Saúl Alejandro Flores

Estimados lectores llegamos a nuestra octava entrega, he externado mi preocupación en torno a la frivolidad de las propuestas que ofertan la casi totalidad de candidatos en un proceso electoral, digo ofertan dado que más que el agua lo que se ha mercantilizado son los procesos electorales, parte de ello es la predominancia de la mercadotecnia electoral, no importa lo que se ofrezca, lo que importa son los votos, ganar una contienda sin mirar lo que se ofrece, ni siquiera detenerse en la sensatez, viabilidad, pertinencia u honestidad de lo que un candidato pone ante la vista o necesidad de un elector, además de lo preocupante que es el riesgo que vive la democracia en el escenario nacional y el cómo algunos acceden al poder gracias a un proceso democrático y después se empeñan en destruirlo.

Esa perversidad en lo que ofrecen los candidatos la hemos padecido, desde quien ocupa el cargo de titular del ejecutivo federal, lo mismo con sus contrincantes, una historia de nunca acabar, en el sector agua hemos tenido esas insensateces desde prohibir los cortes, no elevar tarifas o la letanía inútil “que se vaya CAASA”, pero ninguna en absoluto que ofrezca la posibilidad de detener o hacer frente a la transversal problemática del agua; esa ha sido nuestra historia local y nacional.

Como consecuencia de ello distintas voces se han expresado en anteriores y en el actual proceso electoral con la exhortación a los candidatos: “No politicen el agua”, sobre esto quiero detenerme, es lamentable dicha situación, el agua no se puede politizar, es un recurso natural y el cómo administrarla y usarla es lo que ha sido manipulado en los procesos electorales, sin información a los usuarios, lo más delicado es que esa manipulación lleva fuertes cargas de lo más grave e inútil como son las ideologías, sean de presunta izquierda o presunta derecha, desde la que empieza con esa cantaleta absurda y tediosa: “es culpa del neoliberalismo” y la del lado opuesto, que es silente y perversa, que ni gestiona ni administra, sólo actúa para ganar dinero, sin importar el recurso ni los usuarios.

En otras ocasiones he mencionado que el término: “politizar” ha sido usurpado por los grupos de poder los cuales están enquistados en lo que se ha denominado “derechas”, “izquierdas” o “populismos” o capturado por los radicalismos en las ideologías que también distorsionan el ejercicio académico, la ciencia no puede contaminarse de ideología, aunque sus argumentos sean altamente seductores hablando de reivindicaciones, el escenario nacional está contaminado por esa usurpación de poder. Entonces, ¿Qué debemos hacer?

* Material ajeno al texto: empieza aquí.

use super::index::IndexedElement;
use super::patterns::{first_match, STAGE_RULES};
use super::types::UNKNOWN;

/// Stage phrase of a single element's text, highest-priority rule first.
pub fn match_stage(text: &str) -> Option<&str> {
    first_match(&STAGE_RULES, text).map(|(_, matched)| matched)
}

/// Resolve the stage of a court section.
///
/// Every element in the span is tested; a later match replaces an earlier
/// one, so the last matching element decides. Sections without any stage
/// phrase resolve to `"Unknown"`.
pub fn detect_stage(elements: &[IndexedElement<'_>]) -> String {
    elements
        .iter()
        .fold(None, |current, el| match_stage(&el.text).or(current))
        .unwrap_or(UNKNOWN)
        .to_string()
}
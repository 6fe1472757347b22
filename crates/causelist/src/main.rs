use crate::prelude::*;
use clap::Parser;

mod error;
mod extract;
mod prelude;
mod serve;

#[derive(Debug, clap::Parser)]
#[command(
    author,
    version,
    about,
    long_about = "Extract scheduled cases from court causelist HTML pages"
)]
pub struct App {
    #[command(subcommand)]
    pub command: SubCommands,

    #[clap(flatten)]
    global: Global,
}

#[derive(Debug, Clone, clap::Args)]
pub struct Global {
    /// Whether to display additional information.
    #[clap(long, env = "CAUSELIST_VERBOSE", global = true, default_value = "false")]
    verbose: bool,
}

#[derive(Debug, clap::Parser)]
pub enum SubCommands {
    /// Extract case records from causelist files on disk
    Extract(crate::extract::ExtractOptions),

    /// Run the causelist upload server
    Serve(crate::serve::App),
}

#[tokio::main]
async fn main() -> Result<()> {
    env_logger::init();
    color_eyre::install()?;

    let app = App::parse();

    match app.command {
        SubCommands::Extract(options) => crate::extract::run(options, app.global).await,
        SubCommands::Serve(sub_app) => crate::serve::run(sub_app, app.global).await,
    }
    .map_err(|err: color_eyre::eyre::Report| eyre!(err))
}
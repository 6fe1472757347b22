use crate::prelude::{eprintln, println, *};
use causelist_core::causelist::{extract_cases, summarize_by_court, CaseRecord, CourtSummary};
use colored::Colorize;
use indicatif::{ProgressBar, ProgressStyle};
use std::io::IsTerminal;
use std::path::{Path, PathBuf};

#[derive(Debug, clap::Args, Clone)]
pub struct ExtractOptions {
    /// Causelist HTML files to read
    #[arg(value_name = "FILE", required = true)]
    pub files: Vec<PathBuf>,

    /// Output as JSON
    #[arg(long)]
    pub json: bool,

    /// Include a per-court summary
    #[arg(long)]
    pub summary: bool,
}

#[derive(Debug, serde::Serialize)]
struct ExtractOutput<'a> {
    data: &'a [CaseRecord],
    #[serde(skip_serializing_if = "Option::is_none")]
    summary: Option<Vec<CourtSummary>>,
}

pub async fn run(options: ExtractOptions, global: crate::Global) -> Result<()> {
    let progress = progress_bar(options.files.len());
    let mut records = Vec::new();

    for file in &options.files {
        progress.set_message(file.display().to_string());
        let extracted = extract_file(file).await?;

        log::info!("{}: extracted {} cases", file.display(), extracted.len());
        if global.verbose {
            progress.suspend(|| {
                eprintln!("{}: {} cases", file.display(), extracted.len());
            });
        }

        records.extend(extracted);
        progress.inc(1);
    }

    progress.finish_and_clear();

    let summary = options.summary.then(|| summarize_by_court(&records));

    if options.json {
        let output = ExtractOutput {
            data: &records,
            summary,
        };
        if output.summary.is_some() {
            println!("{}", serde_json::to_string_pretty(&output)?);
        } else {
            println!("{}", serde_json::to_string_pretty(output.data)?);
        }
    } else {
        output_formatted(&records, summary.as_deref());
    }

    Ok(())
}

/// Read one causelist from disk and run the extractor on the blocking pool.
pub async fn extract_file(path: &Path) -> Result<Vec<CaseRecord>> {
    let bytes = tokio::fs::read(path)
        .await
        .with_context(|| f!("Failed to read {}", path.display()))?;
    let html = String::from_utf8_lossy(&bytes).into_owned();

    tokio::task::spawn_blocking(move || extract_cases(&html))
        .await
        .with_context(|| f!("Extraction failed for {}", path.display()))
}

fn progress_bar(len: usize) -> ProgressBar {
    if len < 2 || !std::io::stderr().is_terminal() {
        return ProgressBar::hidden();
    }

    let pb = ProgressBar::new(len as u64);
    if let Ok(style) =
        ProgressStyle::default_bar().template("{spinner:.green} [{bar:40.cyan/blue}] {pos}/{len} {msg}")
    {
        pb.set_style(style.progress_chars("#>-"));
    }
    pb
}

fn output_formatted(records: &[CaseRecord], summary: Option<&[CourtSummary]>) {
    println!("Found {} case(s):\n", records.len());

    if records.is_empty() {
        println!("{}", "No case data found.".yellow());
        return;
    }

    let mut table = new_table();
    table.add_row(prettytable::row!["Court", "Item", "Case No", "Title", "Stage"]);
    for record in records {
        table.add_row(prettytable::row![
            &record.court_no,
            &record.item_no,
            &record.case_no,
            &record.case_title,
            &record.stage
        ]);
    }
    table.printstd();

    if let Some(summary) = summary {
        println!("\n{}", "SUMMARY BY COURT".bright_yellow().bold());

        let mut table = new_table();
        table.add_row(prettytable::row!["Court", "Cases", "Stages"]);
        for court in summary {
            table.add_row(prettytable::row![
                &court.court_no,
                court.count,
                court.stages.join(", ")
            ]);
        }
        table.printstd();
    }
}
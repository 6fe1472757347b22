//! Causelist extraction engine.
//!
//! Turns a court causelist HTML page into an ordered list of [`CaseRecord`]s.
//! The work happens in passes over a single [`DocumentIndex`]:
//!
//! 1. [`index`]: every element in document order, with its text cached.
//! 2. [`segment`]: court sections bounded by "Court No : N" markers.
//! 3. [`stage`]: the hearing stage of each section.
//! 4. [`rows`]: case rows from the tables inside each section.
//! 5. [`fallback`]: a linear pass over all rows when no court marker exists.
//!
//! Extraction never fails. Malformed markup is absorbed by the HTML parser
//! and a page without recognizable rows produces an empty list.

pub mod fallback;
pub mod index;
pub mod patterns;
pub mod rows;
pub mod segment;
pub mod stage;
pub mod summary;
pub mod types;

use scraper::Html;

pub use index::DocumentIndex;
pub use summary::summarize_by_court;
pub use types::{CaseRecord, CourtSection, CourtSummary, UNKNOWN};

/// Extract every case record from a causelist document.
///
/// Records come out in section order, then row order within a section.
/// Each row in a section is stamped with the stage resolved for the whole
/// section (see [`stage::detect_stage`]), not the stage current at the row.
pub fn extract_cases(html: &str) -> Vec<CaseRecord> {
    if html.trim().is_empty() {
        return Vec::new();
    }

    let document = Html::parse_document(html);
    let index = DocumentIndex::build(&document);
    let sections = segment::find_court_sections(&index);

    if sections.is_empty() {
        return fallback::extract_fallback(&index);
    }

    sections
        .iter()
        .flat_map(|section| {
            let span = index.span(section.start, section.end);
            let stage = stage::detect_stage(span);
            rows::section_rows(span, &section.court_no, &stage)
        })
        .collect()
}

#[cfg(test)]
mod tests {
    use super::*;

    const FIXTURE: &str = include_str!("../../tests/fixtures/causelist.html");

    fn record(court_no: &str, item_no: &str, case_no: &str, title: &str, stage: &str) -> CaseRecord {
        CaseRecord {
            court_no: court_no.to_string(),
            item_no: item_no.to_string(),
            case_no: case_no.to_string(),
            case_title: title.to_string(),
            stage: stage.to_string(),
        }
    }

    // ============================================================================
    // extract_cases: sectioned documents
    // ============================================================================

    #[test]
    fn test_extract_cases_end_to_end_example() {
        let html = "<div>Court No : 3</div><table><tr><td>1</td><td>CRL.M.PET. 5/2024</td><td>State vs Kumar</td></tr></table>";
        assert_eq!(
            extract_cases(html),
            vec![record("3", "1", "CRL.M.PET. 5/2024", "State vs Kumar", "Unknown")]
        );
    }

    #[test]
    fn test_extract_cases_fixture() {
        let stay = "FOR FRESH ADMISSION WITH STAY/BAIL";
        assert_eq!(
            extract_cases(FIXTURE),
            vec![
                record("1", "1", "CRL.M.PET. 101/2024", "State of Punjab vs. Ravi Kumar", stay),
                record("1", "With 1", "CRL.M.(BAIL) 55/2024", "Suresh vs State", stay),
                record("1", "2", "C.W. 2210/2023", "Harjit Singh vs Union of India", stay),
                record("12", "3", "FIR 77/2022", "Mohan Lal vs State", "FOR HEARING"),
                record(
                    "12",
                    "5",
                    "Arbitration Appeal 14",
                    "Green Builders vs Municipal Corporation",
                    "FOR HEARING"
                ),
            ]
        );
    }

    #[test]
    fn test_extract_cases_stage_applies_to_whole_section() {
        // The stage heading sits below the first row but still stamps it.
        let html = "<div>Court No : 2</div>\
            <table><tr><td>1</td><td>C.W. 1/2020</td><td>Early vs Row</td></tr></table>\
            <p>FOR HEARING</p>\
            <table><tr><td>2</td><td>C.W. 2/2020</td><td>Late vs Row</td></tr></table>";

        let records = extract_cases(html);
        assert_eq!(records.len(), 2);
        assert!(records.iter().all(|r| r.stage == "FOR HEARING"));
    }

    #[test]
    fn test_extract_cases_stage_resets_per_section() {
        let html = "<div>Court No : 1</div><p>FOR ORDERS</p>\
            <table><tr><td>1</td><td>C.W. 1/2020</td><td>First vs Court</td></tr></table>\
            <div>Court No : 2</div>\
            <table><tr><td>1</td><td>C.W. 2/2020</td><td>Second vs Court</td></tr></table>";

        let records = extract_cases(html);
        assert_eq!(records.len(), 2);
        assert_eq!((records[0].court_no.as_str(), records[0].stage.as_str()), ("1", "FOR ORDERS"));
        assert_eq!((records[1].court_no.as_str(), records[1].stage.as_str()), ("2", "Unknown"));
    }

    #[test]
    fn test_extract_cases_marker_inside_table() {
        // Element text is concatenated without separators, so the marker cell
        // must not end right before the next row's item digits.
        let html = "<table>\
            <tr><td colspan=\"3\">Court No : 9 (Main Block)</td></tr>\
            <tr><td>1</td><td>C.R. 4/2018</td><td>Inside vs Table</td></tr>\
            </table>";

        let records = extract_cases(html);
        assert_eq!(records, vec![record("9", "1", "C.R. 4/2018", "Inside vs Table", "Unknown")]);
    }

    #[test]
    fn test_extract_cases_rejects_header_rows() {
        let html = "<div>Court No : 1</div><table>\
            <tr><td>1</td><td>C.W. 1/2020</td><td>Name of Advocate</td></tr>\
            </table>";
        assert!(extract_cases(html).is_empty());
    }

    // ============================================================================
    // extract_cases: fallback and degenerate input
    // ============================================================================

    #[test]
    fn test_extract_cases_fallback_without_markers() {
        let html = "<table>\
            <tr><td>1</td><td>C.W. 1/2020 (extra)</td><td>No Marker vs Anyone</td></tr>\
            </table>";

        let records = extract_cases(html);
        assert_eq!(
            records,
            vec![record("Unknown", "1", "C.W. 1/2020 (extra)", "No Marker vs Anyone", "Unknown")]
        );
    }

    #[test]
    fn test_extract_cases_empty_input() {
        assert!(extract_cases("").is_empty());
        assert!(extract_cases("   \n\t ").is_empty());
    }

    #[test]
    fn test_extract_cases_is_deterministic() {
        assert_eq!(extract_cases(FIXTURE), extract_cases(FIXTURE));
    }

    #[test]
    fn test_extract_cases_never_exceeds_candidate_rows() {
        let document = Html::parse_document(FIXTURE);
        let selector = scraper::Selector::parse("tr").unwrap();
        let cell = scraper::Selector::parse("td").unwrap();
        let candidates = document
            .select(&selector)
            .filter(|row| row.select(&cell).count() >= 3)
            .count();

        assert!(extract_cases(FIXTURE).len() <= candidates);
    }

    #[test]
    fn test_extract_cases_tolerates_garbage() {
        let html = "<<<>>></td></tr><table><tr><td>1<td>C.W. 1/2020<td>Unclosed vs Cells";
        let records = extract_cases(html);
        assert_eq!(records.len(), 1);
        assert_eq!(records[0].case_title, "Unclosed vs Cells");
    }

    #[test]
    fn test_case_record_serializes_camel_case() {
        let json = serde_json::to_value(record("3", "1", "C.W. 1/2020", "Ram vs Shyam", "Unknown"))
            .unwrap();
        assert_eq!(
            json,
            serde_json::json!({
                "courtNo": "3",
                "itemNo": "1",
                "caseNo": "C.W. 1/2020",
                "caseTitle": "Ram vs Shyam",
                "stage": "Unknown",
            })
        );
    }
}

Politizar el tema del agua y todo lo que concierne a la ciudadanía es necesario, recuerde amable lector que desde la antigua Grecia en el mundo de la “Polis” los ciudadanos discutían los temas de interés para su vida cotidiana, ¿Entonces?, actualmente, los grupos de poder monopolizan la práctica de politizar y con tal de acceder al poder mienten, prometen distorsionan, acusan, hacen maromas, etc. todo eso que hemos visto, y que cuentan con sus aplaudidores y sus “ideólogos” que viven detrás.

Lo que debemos exhortar es que los diversos problemas entre ellos el agua no sean parte de la mercadotecnia electoral, se necesitan propuestas serias, no tonterías como se quiso impostar en un mecanismo serio y de alta valía como son las consultas públicas de que se fuera Veolia o con el suprimir los cortes, y una larga historia de insensateces que al ser impulsadas han provocado que los servicios de agua se hayan deteriorado, no por la estupidez de empeñarse en decir “culpa del neoliberalismo”, es culpa de la negligencia de una historia de más de cien años en México y Aguascalientes, de todo tipo de gobiernos. Esa es la responsable.

Actualmente, la manipulación, distorsión, perversidad y mentira dicen que el INE ya se agotó y fue rebasado por la sociedad, -claro que no-, el INE es una muestra de cómo la sociedad rebasó una practica ruin empleada por los grupos de poder, el INE no se agotó, lo que se agotó fue el esquema de poder centralizado que usan como trampolín los partidos políticos, sean confesionales o de un cacique que los dirige o de grupos descaradamente pragmáticos, eso es lo que se rebasó, y estas instituciones son las que nos permitirán sepultar la nocividad junto con la emergencia de una ciudadanía que ejerza y sea parte fundamental de las decisiones; si queremos que el agua permanezca en el planeta, que cumpla su función de derecho humano y que sus usos sean sustentables, debemos nosotros politizar la discusión y propuesta, no los que venden “chatarra electoral”, recuerden amables lectores la importancia de emprender acciones que permitan que en México y Aguascalientes el agua nos alcance.